Así lo describe un estudio reciente que vincula este efecto con decisiones de compra, y los sentimientos posteriores: desde la satisfacción hasta culpa, dependiendo del producto.
Además, la combinación entre ese impulso de pertenecer y la presión social puede llevar sobre todo en productos de lujo o moda a lo que algunos investigadores llaman “bandwagon consumption behaviour”: un patrón de consumo intensificado en quienes sienten miedo a quedarse afuera (FoMO) o deseo de encajar.

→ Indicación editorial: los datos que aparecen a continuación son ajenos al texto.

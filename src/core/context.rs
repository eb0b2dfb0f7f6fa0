// src/core/context.rs

//! State borrowed by every runner for one invocation.

use crate::{
    CancellationToken,
    constants::{CHANGELOG_PROCEDURE, UPGRADE_PROGRAM_LABEL},
    core::options::OptionSet,
    models::ResolvedEnvironment,
    system::{backend::Backend, output::Output},
};

/// Everything a run needs, borrowed for the whole call tree.
pub struct RunContext<'a> {
    /// Target environment.
    pub env: &'a ResolvedEnvironment,
    /// Placeholder dictionary.
    pub options: &'a OptionSet,
    /// Opens server sessions.
    pub backend: &'a dyn Backend,
    /// Where results and errors are written.
    pub output: &'a mut Output,
    /// Checked between batches and lines.
    pub cancellation_token: &'a CancellationToken,
}

impl std::fmt::Debug for RunContext<'_> {
    fn fmt(&self, f: &mut std::fmt::Formatter<'_>) -> std::fmt::Result {
        f.debug_struct("RunContext")
            .field("env", &self.env.name)
            .field("platform", &self.backend.platform())
            .field("output", &self.output)
            .finish()
    }
}

impl RunContext<'_> {
    /// Placeholder resolution, or the text untouched in raw mode.
    pub fn resolve(&self, text: &str, sequence: Option<i64>) -> String {
        if self.env.raw_mode {
            text.to_string()
        } else {
            self.options.resolve(text, sequence)
        }
    }

    /// Resolves placeholders, or returns `text` unchanged in raw mode.
    pub fn resolve_word(&self, text: &str) -> String {
        self.resolve(text, None)
    }

    /// Writes a failure to the output target and the log.
    pub fn report_error(&mut self, message: &str) {
        log::debug!("Reported failure: {}", message);
        if let Err(e) = self.output.error(message) {
            log::warn!("Could not write to output: {}", e);
        }
    }

    /// Writes text to the output target.
    pub fn emit(&mut self, text: &str) {
        if let Err(e) = self.output.text(text) {
            log::warn!("Could not write to output: {}", e);
        }
    }
}

/// The changelog label for a program (`i_run_upgrade` is recorded as `UPGRADE`).
pub fn program_label(program: &str) -> String {
    if program.eq_ignore_ascii_case("i_run_upgrade") {
        UPGRADE_PROGRAM_LABEL.to_string()
    } else {
        program.to_ascii_uppercase()
    }
}

/// Replaces the value of every `-P` argument with `****`.
pub fn mask_password(command_line: &str) -> String {
    let mut masked = Vec::new();
    let mut mask_next = false;
    for token in command_line.split_whitespace() {
        if mask_next {
            masked.push("****".to_string());
            mask_next = false;
        } else if token == "-P" {
            masked.push(token.to_string());
            mask_next = true;
        } else if token.len() > 2 && token.starts_with("-P") {
            masked.push("-P****".to_string());
        } else {
            masked.push(token.to_string());
        }
    }
    masked.join(" ")
}

/// The audit statement for one top-level run, before placeholder resolution.
pub fn changelog_statement(program: &str, command_line: &str, user: &str) -> String {
    let quote = |s: &str| s.replace('\'', "''");
    format!(
        "exec {} @program = '{}', @command = '{}', @user_name = '{}'",
        CHANGELOG_PROCEDURE,
        quote(&program_label(program)),
        quote(&mask_password(command_line)),
        quote(user)
    )
}

#[cfg(test)]
mod tests {
    use super::*;

    #[test]
    fn test_password_is_masked_in_both_forms() {
        assert_eq!(
            mask_password("runsql a.sql -U sa -P secret GONZO"),
            "runsql a.sql -U sa -P **** GONZO"
        );
        assert_eq!(mask_password("runcreate b -Psecret"), "runcreate b -P****");
    }

    #[test]
    fn test_upgrade_is_recorded_with_its_label() {
        let sql = changelog_statement("i_run_upgrade", "i_run_upgrade sct_1.sql -P x", "o'neil");
        assert_eq!(
            sql,
            "exec &i_changelog& @program = 'UPGRADE', @command = 'i_run_upgrade sct_1.sql -P ****', @user_name = 'o''neil'"
        );
        assert_eq!(program_label("runcreate"), "RUNCREATE");
    }
}
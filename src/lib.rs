//! Soft-compiler and build orchestration for IBS SQL sources.
//!
//! Environment-agnostic SQL is resolved through a hierarchical placeholder
//! dictionary (the option set) and executed against Sybase ASE or MSSQL.

use std::sync::Arc;
use std::sync::atomic::AtomicBool;

/// Shared interrupt flag, set from the Ctrl+C handler and polled between batches.
pub type CancellationToken = Arc<AtomicBool>;

pub mod cli;
pub mod constants;
pub mod core;
pub mod models;
pub mod system;

#[cfg(test)]
pub(crate) mod testing;
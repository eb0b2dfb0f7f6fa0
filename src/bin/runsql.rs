// src/bin/runsql.rs

//! `runsql <file> [database] [profile]`: runs one SQL script.

fn main() {
    ibs::cli::dispatcher::run_and_exit("runsql", std::env::args().skip(1).collect())
}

Comprar lo que “todos” compran
En un mundo hiperconectado, donde redes sociales y publicidad recalcan lo que “consume la mayoría”, este efecto se magnifica. De pronto, nuestras decisiones dejan de ser individuales y racionales, para volverse parte de un fenómeno colectivo: comprar lo que “todos” compran, usar lo que “todos” usan, seguir lo que “todos” siguen.
Este arrastre claramente beneficia a las marcas, que buscan generar masa crítica y llegar a más consumidores, pero también pone en jaque nuestra autenticidad.
El efecto bandwagon demuestra que muchas de nuestras compras no responden a una necesidad real, sino al impulso de pertenecer, de no quedarnos fuera.
La próxima vez que te sientas tentada o tentado por una tendencia, tomate un segundo. Preguntate: ¿lo quiero realmente? O solo estás siguiendo lo que muchos ya compraron.